The proposed hybrid manifold learning framework (NMFusion) improves EEG-based motor intention decoding by effectively addressing signal non-stationarity and time latency. The experimental results demonstrate that NMFusion can extract neural features more stably than existing paradigms; additionally, it retains robust neural signal characteristics even under significant electrode reduction. Future research will prioritize practical system implementation, with a primary focus on achieving high-performance, real-time EEG decoding for everyday applications.

Author Contributions

Conceptualization, C.H. and Y.L.; methodology, C.H.; software, C.H.; validation, C.X.; formal analysis, C.H.; investigation, C.H. and Y.L.; resources, Y.L.; data curation, C.H. and Y.L.; writing—original draft preparation, C.H.; writing—review and editing, Q.L., G.L. and Y.L.; visualization, C.H.; supervision, Q.L., Y.L. and G.L.; project administration, G.L. and Y.L.; funding acquisition, G.L., Q.L. and Y.L. All authors have read and agreed to the published version of the manuscript.
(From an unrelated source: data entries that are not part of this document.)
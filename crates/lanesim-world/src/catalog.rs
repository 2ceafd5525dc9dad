//! Named, placed objects of a road world.
//!
//! A [`LaneCatalog`] maps unique names to placements. Lanes are one kind of
//! placed object among others; matching only ever looks at lanes.

use std::collections::BTreeMap;
use std::collections::btree_map::Entry;
use std::f64::consts::{FRAC_PI_2, PI};

use lanesim_kinematics::Pose;

#[cfg(feature = "serde")]
use serde::{Deserialize, Serialize};

use crate::error::WorldError;
use crate::lane::LaneSegment;
use crate::templates::{curve_left_lane, curve_right_lane, straight_lane};

/// Kind of a road tile.
#[cfg_attr(feature = "serde", derive(Serialize, Deserialize))]
#[cfg_attr(feature = "serde", serde(rename_all = "snake_case"))]
#[derive(Debug, Clone, Copy, PartialEq, Eq, Hash)]
pub enum TileKind {
    /// Two-lane road crossing the tile along local `x`.
    Straight,
    /// Road turning left from the `-x` edge to the `+y` edge.
    CurveLeft,
    /// Road turning right from the `-x` edge to the `-y` edge.
    CurveRight,
    /// T junction closed on the local `+y` side.
    ThreeWay,
    /// Crossing open on all four sides.
    FourWay,
    /// Drivable surface without lanes.
    Asphalt,
}

/// Travel directions through an intersection, counter-clockwise from local `+x`.
const HEADINGS: [&str; 4] = ["east", "north", "west", "south"];

/// Movements of a T junction closed on the `north` side: `(heading, turn)`.
const THREE_WAY_MOVES: [(usize, Turn); 6] = [
    (0, Turn::Straight),
    (0, Turn::Right),
    (1, Turn::Left),
    (1, Turn::Right),
    (2, Turn::Straight),
    (2, Turn::Left),
];

#[derive(Debug, Clone, Copy)]
enum Turn {
    Straight,
    Left,
    Right,
}

impl Turn {
    const ALL: [Turn; 3] = [Turn::Straight, Turn::Left, Turn::Right];

    fn name(self) -> &'static str {
        match self {
            Turn::Straight => "straight",
            Turn::Left => "left",
            Turn::Right => "right",
        }
    }

    fn template(self) -> Result<LaneSegment, WorldError> {
        match self {
            Turn::Straight => straight_lane(),
            Turn::Left => curve_left_lane(),
            Turn::Right => curve_right_lane(),
        }
    }
}

/// Lane of an intersection entering while travelling along `heading`.
fn intersection_lane(heading: usize, turn: Turn) -> Result<(String, Pose, LaneSegment), WorldError> {
    Ok((
        format!("{}-{}", HEADINGS[heading], turn.name()),
        Pose::from_rotation(heading as f64 * FRAC_PI_2),
        turn.template()?,
    ))
}
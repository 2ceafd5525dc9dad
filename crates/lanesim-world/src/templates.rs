//! Canonical lanes of a unit road tile.
//!
//! Tiles are one unit wide and centered on the origin; traffic drives on the
//! right, so the template lanes enter the tile from the `-x` edge at
//! `y = -TILE_LANE_OFFSET`.

use std::f64::consts::FRAC_PI_2;

use lanesim_kinematics::Pose;

use crate::error::WorldError;
use crate::lane::LaneSegment;

/// Distance between a lane centerline and the tile's center line.
pub const TILE_LANE_OFFSET: f64 = 0.22;

/// Width of a tile lane.
pub const TILE_LANE_WIDTH: f64 = 0.376;

/// Number of control points used to approximate a quarter circle.
const ARC_CONTROL_POINTS: usize = 3;

/// Straight lane crossing the tile from `-x` to `+x`.
pub fn straight_lane() -> Result<LaneSegment, WorldError> {
    LaneSegment::new(
        vec![
            Pose::new(-0.5, -TILE_LANE_OFFSET, 0.0),
            Pose::new(0.5, -TILE_LANE_OFFSET, 0.0),
        ],
        TILE_LANE_WIDTH,
    )
}

/// Lane turning left around the tile's `(-x, +y)` corner, leaving through the `+y` edge.
pub fn curve_left_lane() -> Result<LaneSegment, WorldError> {
    arc_lane((-0.5, 0.5), 0.5 + TILE_LANE_OFFSET, -FRAC_PI_2, FRAC_PI_2)
}

/// Lane turning right around the tile's `(-x, -y)` corner, leaving through the `-y` edge.
pub fn curve_right_lane() -> Result<LaneSegment, WorldError> {
    arc_lane((-0.5, -0.5), 0.5 - TILE_LANE_OFFSET, FRAC_PI_2, -FRAC_PI_2)
}

/// All template lanes keyed by their catalog name.
pub fn lane_templates() -> Result<Vec<(&'static str, LaneSegment)>, WorldError> {
    Ok(vec![
        ("straight/lane", straight_lane()?),
        ("curve_left/lane", curve_left_lane()?),
        ("curve_right/lane", curve_right_lane()?),
    ])
}

/// Circular lane sampled at evenly spaced angles; positive sweep turns left.
fn arc_lane(center: (f64, f64), radius: f64, start_angle: f64, sweep: f64) -> Result<LaneSegment, WorldError> {
    let tangent = if sweep >= 0.0 { FRAC_PI_2 } else { -FRAC_PI_2 };
    let points = (0..ARC_CONTROL_POINTS)
        .map(|k| {
            let phi = start_angle + sweep * k as f64 / (ARC_CONTROL_POINTS - 1) as f64;
            Pose::new(center.0 + radius * phi.cos(), center.1 + radius * phi.sin(), phi + tangent)
        })
        .collect();
    LaneSegment::new(points, TILE_LANE_WIDTH)
}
Institutional Review Board Statement

This study was conducted in accordance with the Declaration of Helsinki and approved by the Institutional Review Board of the Shenzhen Institute of Advanced Technology, Chinese Academy of Sciences (protocol code SIAT-IRB-220715-H0601).

Informed Consent Statement

Informed consent was obtained from all subjects involved in the study.

Data Availability Statement

Data are available on request due to restrictions (e.g., privacy, legal, or ethical reasons).

Conflicts of Interest

The authors declare no conflicts of interest.

Funding Statement

This work was supported in part by the Ministry of Science and Technology of China (under grants STI2030-Brain Science and Brain-Inspired Intelligence Technology-2022ZD0210400), the GUANGDONG TALENTS PROGRAM (2023QN10Y209), the Guangdong Provincial Key Laboratory of Multimodality Non-Invasive Brain–Computer Interfaces (grant no. 2024B1212010010), Shenzhen Strategic Emerging Industry Support Plans (XMHT20230115002), the Guangdong Basic and Applied Basic Research Foundation (#2023A1515011478), the Major Basic Research Project of Shandong Natural Science Foundation (ZR2021ZD40), and the Guangdong Climbing Program Special Funds (grant no. pdjh2024a135).